Tesla Christmas update: the horn becomes a megaphone

Tesla Christmas update: the horn becomes a megaphone

Tesla Christmas update

As tradition dictates, this year Tesla has released a software update for the Christmas holidays: among the features added thanks to this update there is one that allows you to use your car as a real megaphone.

The update is available on all Tesla models produced from 2019 onwards, as the previous models do not have the external speakers added later - to comply with US regulations on electric vehicles; these regulations, similar to those we also have in Europe, require an electric car to emit a sound at low speeds, when a pedestrian is more likely not to notice the car's presence.

Il video that we report, published on Twitter, shows us how the new feature works: essentially the car speakers are in a position to repeat, with a slight delay and a little distortion, everything that is said inside the car; at the moment it is not clear to us if the distortion of the sound is desired, if it can be removed or if it is a bug.

NEW Tesla Megaphone feature. This is crazy! These cars haha… pic.twitter.com/OB8oI3wwhH

- Ryan Shaw (@ryanshawtech) December 24, 2021

if (jQuery ("# ​​crm_srl-th_motorlabs_d_mh2_1"). is (": visible")) {console.log ("Edinet ADV adding zone: tag crm_srl-th_motorlabs_d_mh2_1 slot id: th_motorlabs_d_mh2"); } It is not the first time that Tesla uses the external speakers of its cars creatively: on the occasion of Christmas last year, the Boombox mode was introduced which allowed the car owner to change the standard sound of the horn, loading clips customized - needless to underline how this feature can potentially be very fun, but also dangerous enough if used inappropriately in traffic.

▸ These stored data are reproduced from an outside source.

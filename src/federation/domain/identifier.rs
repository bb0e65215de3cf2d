//! Agent identifier grammar.
//!
//! `@<registry>:<name>` names an agent in a specific registry; anything
//! without a leading `@` is a local lookup key used verbatim.

use super::IdentifierError;
use std::fmt;

/// A parsed agent identifier.
#[derive(Debug, Clone, PartialEq, Eq, Hash)]
pub enum AgentIdentifier {
    /// Local lookup key, used verbatim.
    Local(String),
    /// An agent hosted by a named registry.
    Qualified {
        /// Lowercased registry prefix, not yet checked against configuration.
        registry: String,
        /// Agent name within the registry.
        name: String,
    },
}

impl AgentIdentifier {
    /// Parses an identifier string.
    ///
    /// Qualified identifiers split at the first `:` after the `@`, so agent
    /// names may themselves contain colons.
    ///
    /// # Errors
    ///
    /// Returns [`IdentifierError::Empty`] for blank input,
    /// [`IdentifierError::MalformedPrefix`] when `@` is not followed by
    /// `<registry>:`, or [`IdentifierError::MissingName`] when the name part
    /// is empty.
    pub fn parse(value: &str) -> Result<Self, IdentifierError> {
        let trimmed = value.trim();
        if trimmed.is_empty() {
            return Err(IdentifierError::Empty);
        }

        let Some(qualified) = trimmed.strip_prefix('@') else {
            return Ok(Self::Local(trimmed.to_owned()));
        };

        let Some((registry, name)) = qualified.split_once(':') else {
            return Err(IdentifierError::MalformedPrefix(trimmed.to_owned()));
        };

        let registry_key = registry.trim().to_ascii_lowercase();
        if registry_key.is_empty() {
            return Err(IdentifierError::MalformedPrefix(trimmed.to_owned()));
        }

        let agent_name = name.trim();
        if agent_name.is_empty() {
            return Err(IdentifierError::MissingName(trimmed.to_owned()));
        }

        Ok(Self::Qualified {
            registry: registry_key,
            name: agent_name.to_owned(),
        })
    }

    /// Returns the agent name or local key.
    #[must_use]
    pub fn name(&self) -> &str {
        match self {
            Self::Local(key) => key,
            Self::Qualified { name, .. } => name,
        }
    }

    /// Returns the registry prefix for qualified identifiers.
    #[must_use]
    pub fn registry(&self) -> Option<&str> {
        match self {
            Self::Local(_) => None,
            Self::Qualified { registry, .. } => Some(registry),
        }
    }
}

impl fmt::Display for AgentIdentifier {
    fn fmt(&self, f: &mut fmt::Formatter<'_>) -> fmt::Result {
        match self {
            Self::Local(key) => f.write_str(key),
            Self::Qualified { registry, name } => write!(f, "@{registry}:{name}"),
        }
    }
}
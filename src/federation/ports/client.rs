//! Connected client of an external registry protocol.

use crate::federation::domain::ExternalRecord;
use async_trait::async_trait;
use std::sync::Arc;
use thiserror::Error;

/// Result type for registry client calls.
pub type RegistryClientResult<T> = Result<T, RegistryClientError>;

/// Transport to an external registry, injected already connected.
#[async_trait]
pub trait RegistryClient: Send + Sync {
    /// Fetches the record published under `name`.
    ///
    /// Returns `None` when the registry has no such agent.
    ///
    /// # Errors
    ///
    /// Returns [`RegistryClientError`] on any transport or protocol failure.
    async fn fetch(&self, name: &str) -> RegistryClientResult<Option<ExternalRecord>>;

    /// Checks that the registry is reachable.
    ///
    /// # Errors
    ///
    /// Returns [`RegistryClientError`] when the registry cannot be reached.
    async fn ping(&self) -> RegistryClientResult<()>;
}

/// Errors raised by registry client implementations.
#[derive(Debug, Clone, Error)]
pub enum RegistryClientError {
    /// The registry could not be reached.
    #[error("transport error: {0}")]
    Transport(Arc<dyn std::error::Error + Send + Sync>),

    /// The registry answered with something that is not a record.
    #[error("protocol error: {0}")]
    Protocol(String),
}

impl RegistryClientError {
    /// Wraps a transport failure.
    pub fn transport(err: impl std::error::Error + Send + Sync + 'static) -> Self {
        Self::Transport(Arc::new(err))
    }
}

In addition to this substantially useless novelty inserted by Tesla in the latest software update, the company has decided to listen to the rumors of concern that have circulated in recent weeks about the possibility of playing video games with the car in motion, and has decided to block this function by limiting its use to the moments when the car is parked, avoiding even a further investigation by the NHTSA.

Tesla will shut off center console gaming while car is in motion [Updated]

<em>Sky Force Reloaded</em> running on a TeslaEnlarge / Sky Force Reloaded running on a Tesla's central screen while the car is driving down the road.

Update (December 24): Tesla will issue a software update that will prevent games from being played on the infotainment display. The carmaker moved quickly to issue a software update that will roll out to the affected vehicles by Christmas.

“Following the opening of a preliminary evaluation of Tesla’s ‘Passenger Play,’ Tesla informed the agency that it is changing the functionality of this feature,” the safety agency said in a statement. “In a new software update, ‘Passenger Play’ will now be locked and unusable when the vehicle is in motion.”

Original story (December 22): 

Earlier this month, we covered a software update issued by Tesla that allowed games to be played on the infotainment display while the car was in motion. We pointed out at the time that this new capability would likely draw the attention of state and federal regulators. To no one's surprise, the National Highway Traffic Safety Administration on Wednesday announced a formal safety investigation over the update.

According to the NHTSA, the feature has been around since December 2020 for Teslas equipped with 'Passenger Play.' Prior to that, games could only be played on the center screen when the vehicle was in park.


The NHTSA's investigation covers approximately 580,000 Tesla Model S, 3, X, and Y vehicles spanning model years 2017 through 2021. The agency said it will be evaluating 'aspects of the feature, including the frequency and use scenarios of Tesla 'Passenger Play.''

Tesla does warn against gaming while driving. When Passenger Play is activated, a warning pops up on the screen: 'Use of Touch Arcade while the vehicle is in motion is only for passengers. Please check local laws prior to playing.' With at least 34 states having 'video screen restriction' laws as of 2014, gaming via Passenger Play would appear to be broadly illegal. In addition, the NHTSA issued guidelines for front-row displays back in 2013, saying that 'displaying images or video not related to driving… will inherently interfere with a driver's ability to safely operate the vehicle.'

Tesla is also under investigation by the NHTSA over 12 instances where vehicles using Tesla's Autopilot driver assistance system crashed into emergency vehicles pulled over to the side of the road. Those crashes have led to at least 17 injuries and at least one death. That investigation covers 765,000 Teslas built between 2014 and 2021.